PS: Im Fall Spaniens hoffe ich im Übrigen sehr, dass die EU dabei endlich allgemeingültige Maßstäbe dafür entwickelt, was Rechtsstaat und Demokratie eigentlich genau sind und dass diese Maßstäbe im Gegensatz zur spanischen Verfassung und den spanischen Konservativen, den katalanischen Sezessionsbemühungen auch eine europäische Grundlage geben. Alles andere als ein deutlicher Schritt Richtung Selbstbestimmungsrecht würde EU-Europa nämlich deutlich weg von all dem bringen, was ethisch erfreulich wäre, was der Menschenwürde entspricht, was die Welt, was zumindest Europa friedlicher und gerechter machen würde. Ich fürchte nur, dieser Schritt wird nicht kommen. Obwohl er in diesem Fall tendenziell sogar eine linke Regierung unterstützen würde. Was in Ordnung wäre, wenn Europa nur endlich von parteipolitischer Willkürherrschaft wegkäme.

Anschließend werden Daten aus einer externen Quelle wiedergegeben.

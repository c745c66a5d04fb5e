//! Required-field and email-format checks.

use crate::dom::{ContactForm, FieldKind, FieldMark, FieldSpec};
use once_cell::sync::Lazy;
use regex::Regex;

static EMAIL_RE: Lazy<Regex> =
    Lazy::new(|| Regex::new(r"^[^\s@]+@[^\s@]+\.[^\s@]+$").expect("static email pattern"));

/// `local@domain.tld` shaped, no whitespace.
pub fn is_email(value: &str) -> bool {
    EMAIL_RE.is_match(value)
}

#[derive(Debug, Clone, Copy, PartialEq, Eq)]
pub enum FieldProblem {
    /// Required and blank after trimming (or a required checkbox left unchecked)
    Missing,
    /// Email field whose value is not `local@domain.tld` shaped
    MalformedEmail,
}

#[derive(Debug, Clone, PartialEq, Eq)]
pub struct FieldOutcome {
    pub name: String,
    pub problem: Option<FieldProblem>,
}

impl FieldOutcome {
    pub fn mark(&self) -> FieldMark {
        if self.problem.is_some() {
            FieldMark::Invalid
        } else {
            FieldMark::Valid
        }
    }
}

/// One outcome per form control, in form order.
#[derive(Debug, Clone, PartialEq, Eq, Default)]
pub struct ValidationReport {
    pub fields: Vec<FieldOutcome>,
}

impl ValidationReport {
    pub fn is_valid(&self) -> bool {
        self.fields.iter().all(|f| f.problem.is_none())
    }

    pub fn invalid_fields(&self) -> Vec<&str> {
        self.fields
            .iter()
            .filter(|f| f.problem.is_some())
            .map(|f| f.name.as_str())
            .collect()
    }

    pub fn problem(&self, name: &str) -> Option<FieldProblem> {
        self.fields.iter().find(|f| f.name == name).and_then(|f| f.problem)
    }

    /// Flag every control on the form, valid ones included.
    pub fn apply(&self, form: &mut dyn ContactForm) {
        for f in &self.fields {
            form.mark(&f.name, f.mark());
        }
    }
}

/// Check one control. Only required controls are checked; the email format
/// applies to a required email control once it is non-empty.
pub fn check_field(spec: &FieldSpec, value: &str, checked: bool) -> Option<FieldProblem> {
    if !spec.required {
        return None;
    }
    match spec.kind {
        FieldKind::Checkbox if !checked => Some(FieldProblem::Missing),
        FieldKind::Checkbox => None,
        _ if value.trim().is_empty() => Some(FieldProblem::Missing),
        FieldKind::Email if !is_email(value) => Some(FieldProblem::MalformedEmail),
        _ => None,
    }
}

/// Evaluate every control in one pass; never stops at the first failure.
pub fn validate(form: &dyn ContactForm) -> ValidationReport {
    let fields = form
        .fields()
        .into_iter()
        .map(|spec| {
            let value = form.value(&spec.name).unwrap_or_default();
            let checked = form.checked(&spec.name).unwrap_or(false);
            FieldOutcome { problem: check_field(&spec, &value, checked), name: spec.name }
        })
        .collect();
    ValidationReport { fields }
}
//! In-memory page that records everything the behavior layer writes.
//!
//! Every region handed out by `MemoryPage::capabilities` shares one
//! `PageSnapshot`, so a test (or the CLI) can drive user input through the
//! page and then read back the whole visible state in one place.

use super::{
    Capabilities, Card, ContactForm, FieldKind, FieldMark, FieldSpec, FilterControls,
    FormAffordances, GalleryContainer, GalleryMode, ModalRegion, StatusRegion, StatusTone,
    SubmitButton, ThemeRoot,
};
use serde::{Deserialize, Serialize};
use sha2::{Digest, Sha256};
use std::sync::{Arc, Mutex, MutexGuard, PoisonError};

pub const DEFAULT_SUBMIT_LABEL: &str = "SEND";

/// Which regions exist on a page.
#[derive(Debug, Clone, PartialEq, Eq, Default, Serialize, Deserialize)]
pub struct PageLayout {
    pub gallery: Option<GalleryMode>,
    pub search_input: bool,
    pub category_select: bool,
    pub modal: bool,
    pub modal_close: bool,
    pub contact_form: bool,
    pub status: bool,
    pub save_draft: bool,
    pub clear_draft: bool,
    pub theme_root: bool,
}

impl PageLayout {
    /// Home page: featured grid plus the modal.
    pub fn home() -> Self {
        Self {
            gallery: Some(GalleryMode::Featured),
            modal: true,
            modal_close: true,
            theme_root: true,
            ..Default::default()
        }
    }

    /// Projects page: full gallery, search, category selector and the modal.
    pub fn projects() -> Self {
        Self {
            gallery: Some(GalleryMode::Full),
            search_input: true,
            category_select: true,
            modal: true,
            modal_close: true,
            theme_root: true,
            ..Default::default()
        }
    }

    /// Contact page: form, status line and both draft buttons.
    pub fn contact() -> Self {
        Self {
            contact_form: true,
            status: true,
            save_draft: true,
            clear_draft: true,
            theme_root: true,
            ..Default::default()
        }
    }
}

/// Live state of one form control.
#[derive(Debug, Clone, PartialEq, Eq, Serialize, Deserialize)]
pub struct FieldState {
    pub spec: FieldSpec,
    pub value: String,
    pub checked: bool,
    pub mark: Option<FieldMark>,
    #[serde(skip)]
    initial_value: String,
    #[serde(skip)]
    initial_checked: bool,
}

impl FieldState {
    pub fn new(spec: FieldSpec, initial_value: &str, initial_checked: bool) -> Self {
        Self {
            spec,
            value: initial_value.to_string(),
            checked: initial_checked,
            mark: None,
            initial_value: initial_value.to_string(),
            initial_checked,
        }
    }

    fn reset(&mut self) {
        self.value = self.initial_value.clone();
        self.checked = self.initial_checked;
    }
}

/// The standard contact form controls.
pub fn contact_fields() -> Vec<FieldState> {
    vec![
        FieldState::new(FieldSpec::new("name", FieldKind::Text, true), "", false),
        FieldState::new(FieldSpec::new("email", FieldKind::Email, true), "", false),
        FieldState::new(FieldSpec::new("message", FieldKind::TextArea, true), "", false),
        FieldState::new(FieldSpec::new("newsletter", FieldKind::Checkbox, false), "", false),
    ]
}

#[derive(Debug, Clone, PartialEq, Eq, Serialize, Deserialize)]
pub struct ModalSnapshot {
    pub aria_hidden: bool,
    pub title: String,
    pub description: String,
    pub tags: Vec<String>,
}

impl Default for ModalSnapshot {
    fn default() -> Self {
        Self { aria_hidden: true, title: String::new(), description: String::new(), tags: Vec::new() }
    }
}

#[derive(Debug, Clone, PartialEq, Eq, Serialize, Deserialize)]
pub struct StatusLine {
    pub text: String,
    pub tone: StatusTone,
}

/// Everything visible on the page.
#[derive(Debug, Clone, PartialEq, Eq, Default, Serialize, Deserialize)]
pub struct PageSnapshot {
    pub layout: PageLayout,
    pub cards: Vec<Card>,
    pub modal: ModalSnapshot,
    pub focus: Option<String>,
    pub search_term: String,
    pub category: String,
    pub fields: Vec<FieldState>,
    pub submit_button: Option<SubmitButton>,
    pub status: Option<StatusLine>,
    pub dark_theme: bool,
}

impl PageSnapshot {
    pub fn field(&self, name: &str) -> Option<&FieldState> {
        self.fields.iter().find(|f| f.spec.name == name)
    }

    pub fn card_titles(&self) -> Vec<&str> {
        self.cards.iter().map(|c| c.title.as_str()).collect()
    }

    /// Hex SHA-256 of the JSON form, for golden comparisons.
    pub fn digest(&self) -> String {
        let json = serde_json::to_string(self).unwrap_or_default();
        hex::encode(Sha256::digest(json.as_bytes()))
    }
}

/// A page held entirely in memory.
#[derive(Clone)]
pub struct MemoryPage {
    state: Arc<Mutex<PageSnapshot>>,
}

impl MemoryPage {
    /// Build a page for `layout`; a contact form gets the standard controls.
    pub fn new(layout: PageLayout) -> Self {
        let (fields, submit) = if layout.contact_form {
            (
                contact_fields(),
                Some(SubmitButton { label: DEFAULT_SUBMIT_LABEL.to_string(), disabled: false }),
            )
        } else {
            (Vec::new(), None)
        };
        Self::with_form(layout, fields, submit)
    }

    /// Build a page with explicit form controls and submit button.
    pub fn with_form(layout: PageLayout, fields: Vec<FieldState>, submit: Option<SubmitButton>) -> Self {
        let snap = PageSnapshot {
            category: "all".to_string(),
            layout,
            fields,
            submit_button: submit,
            ..Default::default()
        };
        Self { state: Arc::new(Mutex::new(snap)) }
    }

    fn lock(&self) -> MutexGuard<'_, PageSnapshot> {
        self.state.lock().unwrap_or_else(PoisonError::into_inner)
    }

    /// Handles for every region this page's layout declares.
    pub fn capabilities(&self) -> Capabilities {
        let layout = self.lock().layout.clone();
        let region = || Region { page: self.clone() };
        Capabilities {
            gallery: layout.gallery.map(|_| Box::new(region()) as Box<dyn GalleryContainer>),
            controls: (layout.search_input || layout.category_select)
                .then(|| Box::new(region()) as Box<dyn FilterControls>),
            modal: layout.modal.then(|| Box::new(region()) as Box<dyn ModalRegion>),
            form: layout.contact_form.then(|| Box::new(region()) as Box<dyn ContactForm>),
            status: layout.status.then(|| Box::new(region()) as Box<dyn StatusRegion>),
            theme_root: layout.theme_root.then(|| Box::new(region()) as Box<dyn ThemeRoot>),
        }
    }

    pub fn snapshot(&self) -> PageSnapshot {
        self.lock().clone()
    }

    // --- user input ---

    pub fn type_into(&self, name: &str, value: &str) {
        if let Some(f) = self.lock().fields.iter_mut().find(|f| f.spec.name == name) {
            f.value = value.to_string();
        }
    }

    pub fn set_checked(&self, name: &str, checked: bool) {
        if let Some(f) = self.lock().fields.iter_mut().find(|f| f.spec.name == name) {
            f.checked = checked;
        }
    }

    pub fn set_search_term(&self, term: &str) {
        self.lock().search_term = term.to_string();
    }

    pub fn select_category(&self, category: &str) {
        self.lock().category = category.to_string();
    }

    pub fn set_dark_attribute(&self, dark: bool) {
        self.lock().dark_theme = dark;
    }
}

impl Default for MemoryPage {
    fn default() -> Self {
        Self::new(PageLayout::default())
    }
}

/// One region handle; all handles of a page share its snapshot.
struct Region {
    page: MemoryPage,
}

impl GalleryContainer for Region {
    fn mode(&self) -> GalleryMode {
        self.page.lock().layout.gallery.unwrap_or(GalleryMode::Full)
    }

    fn replace_cards(&mut self, cards: Vec<Card>) {
        self.page.lock().cards = cards;
    }
}

impl FilterControls for Region {
    fn search_term(&self) -> Option<String> {
        let s = self.page.lock();
        s.layout.search_input.then(|| s.search_term.clone())
    }

    fn category(&self) -> Option<String> {
        let s = self.page.lock();
        s.layout.category_select.then(|| s.category.clone())
    }
}

impl ModalRegion for Region {
    fn set_content(&mut self, title: &str, description: &str, tags: &[String]) {
        let mut s = self.page.lock();
        s.modal.title = title.to_string();
        s.modal.description = description.to_string();
        s.modal.tags = tags.to_vec();
    }

    fn set_aria_hidden(&mut self, hidden: bool) {
        self.page.lock().modal.aria_hidden = hidden;
    }

    fn focus_close(&mut self) -> bool {
        let mut s = self.page.lock();
        if !s.layout.modal_close {
            return false;
        }
        s.focus = Some("close-modal-btn".to_string());
        true
    }
}

impl ContactForm for Region {
    fn fields(&self) -> Vec<FieldSpec> {
        self.page.lock().fields.iter().map(|f| f.spec.clone()).collect()
    }

    fn value(&self, name: &str) -> Option<String> {
        self.page.lock().field(name).map(|f| f.value.clone())
    }

    fn set_value(&mut self, name: &str, value: &str) {
        self.page.type_into(name, value);
    }

    fn checked(&self, name: &str) -> Option<bool> {
        self.page.lock().field(name).map(|f| f.checked)
    }

    fn set_checked(&mut self, name: &str, checked: bool) {
        self.page.set_checked(name, checked);
    }

    fn mark(&mut self, name: &str, mark: FieldMark) {
        if let Some(f) = self.page.lock().fields.iter_mut().find(|f| f.spec.name == name) {
            f.mark = Some(mark);
        }
    }

    fn reset(&mut self) {
        for f in self.page.lock().fields.iter_mut() {
            f.reset();
        }
    }

    fn submit_button(&self) -> Option<SubmitButton> {
        self.page.lock().submit_button.clone()
    }

    fn set_submit_button(&mut self, button: SubmitButton) {
        let mut s = self.page.lock();
        if s.submit_button.is_some() {
            s.submit_button = Some(button);
        }
    }

    fn affordances(&self) -> FormAffordances {
        let s = self.page.lock();
        FormAffordances { save_draft: s.layout.save_draft, clear_draft: s.layout.clear_draft }
    }
}

impl StatusRegion for Region {
    fn show(&mut self, text: &str, tone: StatusTone) {
        self.page.lock().status = Some(StatusLine { text: text.to_string(), tone });
    }

    fn clear(&mut self) {
        self.page.lock().status = None;
    }
}

impl ThemeRoot for Region {
    fn set_dark(&mut self, dark: bool) {
        self.page.set_dark_attribute(dark);
    }

    fn is_dark(&self) -> bool {
        self.page.lock().dark_theme
    }
}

PPS: Noch ein Wort zur Korruption. Deren Schädlichkeit liegt ja vor allem darin, dass sie einem Land wirtschaftlich schwer schadet. Nun ist Tatsache, dass Polen sich seit langem wirtschaftlich weit besser entwickelt hat  als Österreich. Wo ist wohl der Korruptions-Schaden größer?